WHAT TO DO: Scan the lines below and report each one containing "Item" by copying it.

TASK INPUT:
//! Keyword tables consulted by the declaration resolver.

/// Specifiers dropped from every rendered type.
pub const STRIP_KEYWORDS: &[&str] = &[
    "final", "static", "inline", "friend", "virtual", "extern", "explicit", "class", "override",
    "typename",
];

/// Keywords kept in the rendered type but never taken as a declarator name.
pub const TYPE_KEYWORDS: &[&str] = &[
    "const",
    "constexpr",
    "struct",
    "enum",
    "union",
    "volatile",
    "restrict",
    "__restrict",
    "mutable",
];

/// The keyword lists in effect for one parse.
///
/// Projects can register their own macros (`API_EXPORT`, `FORCE_INLINE`) as
/// strip keywords so they do not get mistaken for the return type or name.
#[derive(Debug, Clone, PartialEq, Eq)]
pub struct Keywords {
    strip: Vec<String>,
    types: Vec<String>,
}

impl Default for Keywords {
    fn default() -> Self {
        Self {
            strip: STRIP_KEYWORDS.iter().map(ToString::to_string).collect(),
            types: TYPE_KEYWORDS.iter().map(ToString::to_string).collect(),
        }
    }
}

impl Keywords {
    /// Default tables extended with extra strip and type keywords.
    #[must_use]
    pub fn with_extra<S, T>(strip: S, types: T) -> Self
    where
        S: IntoIterator,
        S::Item: Into<String>,
        T: IntoIterator,
        T::Item: Into<String>,
    {
        let mut keywords = Self::default();
        keywords.strip.extend(strip.into_iter().map(Into::into));
        keywords.types.extend(types.into_iter().map(Into::into));
        keywords
    }

    /// Removed from rendered types.
    #[must_use]
    pub fn is_strip(&self, word: &str) -> bool {
        self.strip.iter().any(|k| k == word)
    }

    /// Either kind of keyword: never a declarator name.
    #[must_use]
    pub fn is_keyword(&self, word: &str) -> bool {
        self.is_strip(word) || self.types.iter().any(|k| k == word)
    }
}
//! Smart text phrase configuration.

use dox_parser::SmartTemplates;
use dox_parser::smart_text::NAME_PLACEHOLDER;
use serde::{Deserialize, Serialize};

use crate::error::ConfigError;

const fn default_true() -> bool {
    true
}

fn default_constructor() -> String {
    SmartTemplates::default().constructor
}

fn default_destructor() -> String {
    SmartTemplates::default().destructor
}

fn default_getter() -> String {
    SmartTemplates::default().getter
}

fn default_setter() -> String {
    SmartTemplates::default().setter
}

fn default_factory() -> String {
    SmartTemplates::default().factory
}

#[derive(Debug, Clone, PartialEq, Eq, Deserialize, Serialize)]
pub struct SmartTextConfig {
    /// Produce a brief for constructors, destructors, getters, setters and
    /// factories.
    #[serde(default = "default_true")]
    pub enabled: bool,

    /// Break names into words (`FooBar` becomes `Foo Bar`).
    #[serde(default = "default_true")]
    pub split_casing: bool,

    #[serde(default = "default_constructor")]
    pub constructor: String,

    #[serde(default = "default_destructor")]
    pub destructor: String,

    #[serde(default = "default_getter")]
    pub getter: String,

    #[serde(default = "default_setter")]
    pub setter: String,

    #[serde(default = "default_factory")]
    pub factory: String,
}

impl Default for SmartTextConfig {
    fn default() -> Self {
        Self {
            enabled: true,
            split_casing: true,
            constructor: default_constructor(),
            destructor: default_destructor(),
            getter: default_getter(),
            setter: default_setter(),
            factory: default_factory(),
        }
    }
}

impl SmartTextConfig {
    pub(crate) fn validate(&self) -> Result<(), ConfigError> {
        let templates = [
            ("smart_text.constructor", &self.constructor),
            ("smart_text.destructor", &self.destructor),
            ("smart_text.getter", &self.getter),
            ("smart_text.setter", &self.setter),
            ("smart_text.factory", &self.factory),
        ];
        for (field, template) in templates {
            if !template.contains(NAME_PLACEHOLDER) {
                return Err(ConfigError::invalid(
                    field,
                    format!("template must contain {NAME_PLACEHOLDER}"),
                ));
            }
        }
        Ok(())
    }

    /// The phrase templates, or `None` when smart text is turned off.
    #[must_use]
    pub fn templates(&self) -> Option<SmartTemplates> {
        self.enabled.then(|| SmartTemplates {
            constructor: self.constructor.clone(),
            destructor: self.destructor.clone(),
            getter: self.getter.clone(),
            setter: self.setter.clone(),
            factory: self.factory.clone(),
            split_casing: self.split_casing,
        })
    }
}

#[cfg(test)]
mod tests {
    use super::*;
    use pretty_assertions::assert_eq;

    #[test]
    fn defaults_match_parser_templates() {
        let config = SmartTextConfig::default();
        assert!(config.enabled);
        assert!(config.validate().is_ok());
        assert_eq!(config.templates(), Some(SmartTemplates::default()));
    }

    #[test]
    fn disabled_yields_no_templates() {
        let config = SmartTextConfig {
            enabled: false,
            ..SmartTextConfig::default()
        };
        assert_eq!(config.templates(), None);
    }

    #[test]
    fn template_without_placeholder_is_rejected() {
        let config = SmartTextConfig {
            getter: "Getter".to_string(),
            ..SmartTextConfig::default()
        };
        assert!(matches!(
            config.validate(),
            Err(ConfigError::InvalidValue { field, .. }) if field == "smart_text.getter"
        ));
    }
}
//! Identifier casing classification and word splitting.

use serde::{Deserialize, Serialize};

/// Casing style of an identifier.
#[derive(Debug, Clone, Copy, PartialEq, Eq, Hash, Serialize, Deserialize)]
pub enum Casing {
    /// `FooBar`
    Pascal,
    /// `fooBar`
    #[serde(rename = "camel")]
    Camel,
    /// `foo_bar`
    #[serde(rename = "snake")]
    Snake,
    /// `FOO_BAR`
    #[serde(rename = "SCREAMING_SNAKE")]
    ScreamingSnake,
    /// `FOOBAR`
    #[serde(rename = "UPPER")]
    Upper,
    /// Mixed case with underscores, single lowercase words, or no letters.
    #[serde(rename = "uncertain")]
    Uncertain,
}

impl Casing {
    /// Classify `identifier`.
    ///
    /// Anything that does not fit one style cleanly is
    /// [`Casing::Uncertain`].
    #[must_use]
    pub fn classify(identifier: &str) -> Self {
        let has_upper = identifier.chars().any(char::is_uppercase);
        let has_lower = identifier.chars().any(char::is_lowercase);

        if identifier.contains('_') {
            return match (has_upper, has_lower) {
                (true, false) => Self::ScreamingSnake,
                (false, true) => Self::Snake,
                _ => Self::Uncertain,
            };
        }

        let Some(first) = identifier.chars().next() else {
            return Self::Uncertain;
        };
        match (has_upper, has_lower) {
            (true, false) => Self::Upper,
            (true, true) if first.is_uppercase() => Self::Pascal,
            (true, true) if first.is_lowercase() => Self::Camel,
            _ => Self::Uncertain,
        }
    }

    /// Split `identifier` into the words this casing implies.
    ///
    /// `UPPER` and uncertain identifiers come back as a single word.
    #[must_use]
    pub fn split(self, identifier: &str) -> Vec<String> {
        match self {
            Self::Pascal | Self::Camel => split_humps(identifier),
            Self::Snake => split_underscores(identifier),
            Self::ScreamingSnake => split_underscores(&identifier.to_lowercase()),
            Self::Upper | Self::Uncertain => vec![identifier.to_string()],
        }
    }

    /// [`Casing::split`] joined with single spaces.
    #[must_use]
    pub fn split_words(self, identifier: &str) -> String {
        self.split(identifier).join(" ")
    }
}

impl std::fmt::Display for Casing {
    fn fmt(&self, f: &mut std::fmt::Formatter<'_>) -> std::fmt::Result {
        let s = match self {
            Self::Pascal => "Pascal",
            Self::Camel => "camel",
            Self::Snake => "snake",
            Self::ScreamingSnake => "SCREAMING_SNAKE",
            Self::Upper => "UPPER",
            Self::Uncertain => "uncertain",
        };
        write!(f, "{s}")
    }
}

/// Break before every uppercase letter that follows a letter or digit.
fn split_humps(identifier: &str) -> Vec<String> {
    let mut words = Vec::new();
    let mut current = String::new();
    let mut previous: Option<char> = None;

    for c in identifier.chars() {
        if c.is_uppercase()
            && previous.is_some_and(char::is_alphanumeric)
            && !current.is_empty()
        {
            words.push(std::mem::take(&mut current));
        }
        current.push(c);
        previous = Some(c);
    }
    if !current.is_empty() {
        words.push(current);
    }
    words
}

fn split_underscores(identifier: &str) -> Vec<String> {
    identifier
        .split('_')
        .filter(|word| !word.is_empty())
        .map(ToString::to_string)
        .collect()
}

YOUR RESPONSE:
        S::Item: Into<String>,
        T::Item: Into<String>,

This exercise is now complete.